# [WHAT IS BEING ASKED]
Copy every line in the records below that contains the word "ClientRegistration".

Start of DATA RECORDS

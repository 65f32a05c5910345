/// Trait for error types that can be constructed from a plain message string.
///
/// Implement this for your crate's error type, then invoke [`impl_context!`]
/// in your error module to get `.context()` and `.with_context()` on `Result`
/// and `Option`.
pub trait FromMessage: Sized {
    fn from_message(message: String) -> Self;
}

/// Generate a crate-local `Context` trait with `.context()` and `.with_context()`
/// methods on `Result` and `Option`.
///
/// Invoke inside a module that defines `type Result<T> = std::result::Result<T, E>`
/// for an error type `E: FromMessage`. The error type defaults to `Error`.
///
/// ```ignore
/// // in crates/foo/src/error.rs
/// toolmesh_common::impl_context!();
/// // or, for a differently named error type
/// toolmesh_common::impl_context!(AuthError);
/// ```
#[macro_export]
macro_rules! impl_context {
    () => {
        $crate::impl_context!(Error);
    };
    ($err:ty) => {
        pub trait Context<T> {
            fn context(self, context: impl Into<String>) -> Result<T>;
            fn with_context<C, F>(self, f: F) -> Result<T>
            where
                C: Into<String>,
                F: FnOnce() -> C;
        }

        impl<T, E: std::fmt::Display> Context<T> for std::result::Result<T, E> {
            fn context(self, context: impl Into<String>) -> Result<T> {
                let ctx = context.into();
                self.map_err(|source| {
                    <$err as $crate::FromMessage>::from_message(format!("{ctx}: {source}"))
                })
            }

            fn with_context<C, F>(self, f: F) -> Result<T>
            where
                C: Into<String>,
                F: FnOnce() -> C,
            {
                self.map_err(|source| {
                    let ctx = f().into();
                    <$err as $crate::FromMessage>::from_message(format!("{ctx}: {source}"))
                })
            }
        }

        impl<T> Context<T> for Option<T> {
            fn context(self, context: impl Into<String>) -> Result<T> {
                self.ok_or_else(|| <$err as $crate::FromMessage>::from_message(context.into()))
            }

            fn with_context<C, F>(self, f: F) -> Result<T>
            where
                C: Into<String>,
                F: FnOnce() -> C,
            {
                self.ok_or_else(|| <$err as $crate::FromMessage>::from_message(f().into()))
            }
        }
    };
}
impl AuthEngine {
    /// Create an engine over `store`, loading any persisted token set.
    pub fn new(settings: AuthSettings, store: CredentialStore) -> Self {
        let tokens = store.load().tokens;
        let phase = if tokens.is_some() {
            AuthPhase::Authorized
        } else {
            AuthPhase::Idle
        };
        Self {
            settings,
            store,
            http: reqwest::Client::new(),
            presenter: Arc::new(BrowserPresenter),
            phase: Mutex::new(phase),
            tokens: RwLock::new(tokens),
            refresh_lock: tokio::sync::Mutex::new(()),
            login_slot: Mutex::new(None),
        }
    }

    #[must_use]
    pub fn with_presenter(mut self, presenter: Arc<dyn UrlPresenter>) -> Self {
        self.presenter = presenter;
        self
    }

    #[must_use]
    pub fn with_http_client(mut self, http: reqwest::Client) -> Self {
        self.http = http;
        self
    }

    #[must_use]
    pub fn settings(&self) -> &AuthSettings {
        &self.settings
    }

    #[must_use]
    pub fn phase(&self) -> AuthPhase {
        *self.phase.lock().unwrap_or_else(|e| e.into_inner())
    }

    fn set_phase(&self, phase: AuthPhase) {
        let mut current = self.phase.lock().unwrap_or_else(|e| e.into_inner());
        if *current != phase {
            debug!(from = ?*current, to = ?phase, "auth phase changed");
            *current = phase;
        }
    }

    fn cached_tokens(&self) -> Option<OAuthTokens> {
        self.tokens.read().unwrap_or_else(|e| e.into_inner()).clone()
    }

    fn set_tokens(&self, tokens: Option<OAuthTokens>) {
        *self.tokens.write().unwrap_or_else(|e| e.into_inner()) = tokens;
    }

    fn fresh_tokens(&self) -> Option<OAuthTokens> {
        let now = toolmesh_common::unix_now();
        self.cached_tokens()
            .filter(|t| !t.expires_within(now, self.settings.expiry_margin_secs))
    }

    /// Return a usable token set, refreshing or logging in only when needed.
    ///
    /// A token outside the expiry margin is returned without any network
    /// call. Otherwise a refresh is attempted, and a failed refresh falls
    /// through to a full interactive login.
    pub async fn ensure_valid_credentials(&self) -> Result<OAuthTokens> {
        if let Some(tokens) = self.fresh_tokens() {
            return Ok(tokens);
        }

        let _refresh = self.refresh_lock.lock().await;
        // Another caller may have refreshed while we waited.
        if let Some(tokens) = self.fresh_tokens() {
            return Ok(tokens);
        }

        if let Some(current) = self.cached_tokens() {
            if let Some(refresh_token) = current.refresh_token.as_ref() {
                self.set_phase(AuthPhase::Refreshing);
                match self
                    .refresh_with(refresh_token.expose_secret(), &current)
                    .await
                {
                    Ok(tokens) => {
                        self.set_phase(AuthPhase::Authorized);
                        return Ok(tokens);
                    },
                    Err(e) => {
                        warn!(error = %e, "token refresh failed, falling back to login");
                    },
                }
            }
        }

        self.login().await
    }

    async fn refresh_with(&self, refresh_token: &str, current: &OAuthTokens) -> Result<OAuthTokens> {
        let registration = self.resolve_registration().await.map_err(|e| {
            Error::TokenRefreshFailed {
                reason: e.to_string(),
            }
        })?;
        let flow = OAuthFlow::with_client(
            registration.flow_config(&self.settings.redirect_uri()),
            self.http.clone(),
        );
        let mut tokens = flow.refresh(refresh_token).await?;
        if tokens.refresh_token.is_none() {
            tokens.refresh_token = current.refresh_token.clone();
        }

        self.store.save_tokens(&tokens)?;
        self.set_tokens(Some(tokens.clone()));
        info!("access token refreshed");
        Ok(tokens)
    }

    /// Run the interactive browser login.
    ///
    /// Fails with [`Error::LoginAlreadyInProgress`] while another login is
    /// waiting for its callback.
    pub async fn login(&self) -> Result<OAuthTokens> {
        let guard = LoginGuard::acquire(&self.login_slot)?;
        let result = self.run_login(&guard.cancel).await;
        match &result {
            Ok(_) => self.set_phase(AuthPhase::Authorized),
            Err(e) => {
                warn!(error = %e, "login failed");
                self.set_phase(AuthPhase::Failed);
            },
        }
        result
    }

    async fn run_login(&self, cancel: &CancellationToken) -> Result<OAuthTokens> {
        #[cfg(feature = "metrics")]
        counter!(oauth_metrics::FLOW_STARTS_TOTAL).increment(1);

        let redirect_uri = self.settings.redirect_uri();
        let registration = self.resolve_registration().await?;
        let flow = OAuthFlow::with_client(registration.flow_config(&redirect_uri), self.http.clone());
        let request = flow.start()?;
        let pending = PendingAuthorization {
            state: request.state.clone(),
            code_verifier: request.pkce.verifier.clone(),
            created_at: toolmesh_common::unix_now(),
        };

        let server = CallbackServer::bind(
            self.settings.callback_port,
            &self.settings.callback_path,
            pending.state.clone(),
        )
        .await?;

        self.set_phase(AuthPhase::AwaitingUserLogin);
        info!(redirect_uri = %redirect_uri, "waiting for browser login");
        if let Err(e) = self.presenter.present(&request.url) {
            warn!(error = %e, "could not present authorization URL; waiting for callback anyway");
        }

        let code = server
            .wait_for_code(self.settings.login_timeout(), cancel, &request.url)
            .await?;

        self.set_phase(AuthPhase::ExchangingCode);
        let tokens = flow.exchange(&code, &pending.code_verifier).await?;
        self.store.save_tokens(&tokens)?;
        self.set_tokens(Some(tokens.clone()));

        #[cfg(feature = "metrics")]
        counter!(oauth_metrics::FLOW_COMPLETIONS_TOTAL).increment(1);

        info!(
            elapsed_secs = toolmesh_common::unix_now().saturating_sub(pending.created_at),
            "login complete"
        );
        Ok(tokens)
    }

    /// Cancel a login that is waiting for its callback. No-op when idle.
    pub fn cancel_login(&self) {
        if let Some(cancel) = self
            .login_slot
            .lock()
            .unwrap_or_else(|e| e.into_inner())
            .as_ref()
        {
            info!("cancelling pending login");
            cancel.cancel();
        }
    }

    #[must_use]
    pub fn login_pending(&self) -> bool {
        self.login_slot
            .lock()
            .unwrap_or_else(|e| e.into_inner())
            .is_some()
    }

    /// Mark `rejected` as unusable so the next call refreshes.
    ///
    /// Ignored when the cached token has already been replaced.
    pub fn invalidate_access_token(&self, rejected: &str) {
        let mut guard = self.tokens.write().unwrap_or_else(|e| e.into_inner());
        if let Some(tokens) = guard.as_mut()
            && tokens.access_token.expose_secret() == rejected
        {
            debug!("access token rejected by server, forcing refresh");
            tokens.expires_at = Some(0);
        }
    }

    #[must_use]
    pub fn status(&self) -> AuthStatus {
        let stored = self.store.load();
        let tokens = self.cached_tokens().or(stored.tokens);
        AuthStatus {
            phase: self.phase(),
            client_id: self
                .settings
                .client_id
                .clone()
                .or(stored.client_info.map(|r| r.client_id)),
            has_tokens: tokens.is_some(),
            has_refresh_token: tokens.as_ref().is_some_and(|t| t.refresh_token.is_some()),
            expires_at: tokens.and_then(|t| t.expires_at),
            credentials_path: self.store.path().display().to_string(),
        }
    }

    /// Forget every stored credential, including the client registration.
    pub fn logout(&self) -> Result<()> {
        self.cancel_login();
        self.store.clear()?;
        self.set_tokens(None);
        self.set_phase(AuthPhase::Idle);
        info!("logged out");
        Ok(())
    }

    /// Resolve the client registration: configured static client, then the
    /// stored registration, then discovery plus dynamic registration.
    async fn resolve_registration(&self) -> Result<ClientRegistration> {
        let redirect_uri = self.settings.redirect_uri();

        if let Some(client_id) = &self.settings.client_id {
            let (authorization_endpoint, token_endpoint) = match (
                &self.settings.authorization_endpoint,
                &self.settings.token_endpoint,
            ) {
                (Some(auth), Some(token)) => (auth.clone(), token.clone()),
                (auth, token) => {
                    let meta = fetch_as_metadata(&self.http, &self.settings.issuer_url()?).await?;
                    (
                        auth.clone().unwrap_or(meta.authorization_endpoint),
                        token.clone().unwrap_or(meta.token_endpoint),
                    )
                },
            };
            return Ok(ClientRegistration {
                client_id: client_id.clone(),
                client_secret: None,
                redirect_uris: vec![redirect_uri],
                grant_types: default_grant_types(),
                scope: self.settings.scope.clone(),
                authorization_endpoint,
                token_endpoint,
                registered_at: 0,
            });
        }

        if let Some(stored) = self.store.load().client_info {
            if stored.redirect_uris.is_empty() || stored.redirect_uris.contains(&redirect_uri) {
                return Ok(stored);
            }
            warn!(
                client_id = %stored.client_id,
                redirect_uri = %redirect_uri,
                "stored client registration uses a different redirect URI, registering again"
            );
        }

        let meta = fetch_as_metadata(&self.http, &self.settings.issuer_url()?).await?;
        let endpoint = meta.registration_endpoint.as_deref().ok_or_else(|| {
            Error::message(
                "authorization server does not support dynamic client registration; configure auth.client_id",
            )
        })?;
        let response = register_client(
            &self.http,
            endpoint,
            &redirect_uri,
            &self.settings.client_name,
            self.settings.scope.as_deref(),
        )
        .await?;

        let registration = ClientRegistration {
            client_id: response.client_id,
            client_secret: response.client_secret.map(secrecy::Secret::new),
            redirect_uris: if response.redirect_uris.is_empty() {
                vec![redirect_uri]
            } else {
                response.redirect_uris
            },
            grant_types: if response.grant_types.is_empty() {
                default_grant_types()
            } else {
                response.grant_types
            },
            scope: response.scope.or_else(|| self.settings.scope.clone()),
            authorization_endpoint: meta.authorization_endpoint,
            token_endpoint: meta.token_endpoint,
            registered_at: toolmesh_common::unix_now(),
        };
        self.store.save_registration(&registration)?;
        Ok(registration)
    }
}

End of DATA RECORDS

# [EXERCISE RESPONSE]
    async fn resolve_registration(&self) -> Result<ClientRegistration> {
            return Ok(ClientRegistration {
        let registration = ClientRegistration {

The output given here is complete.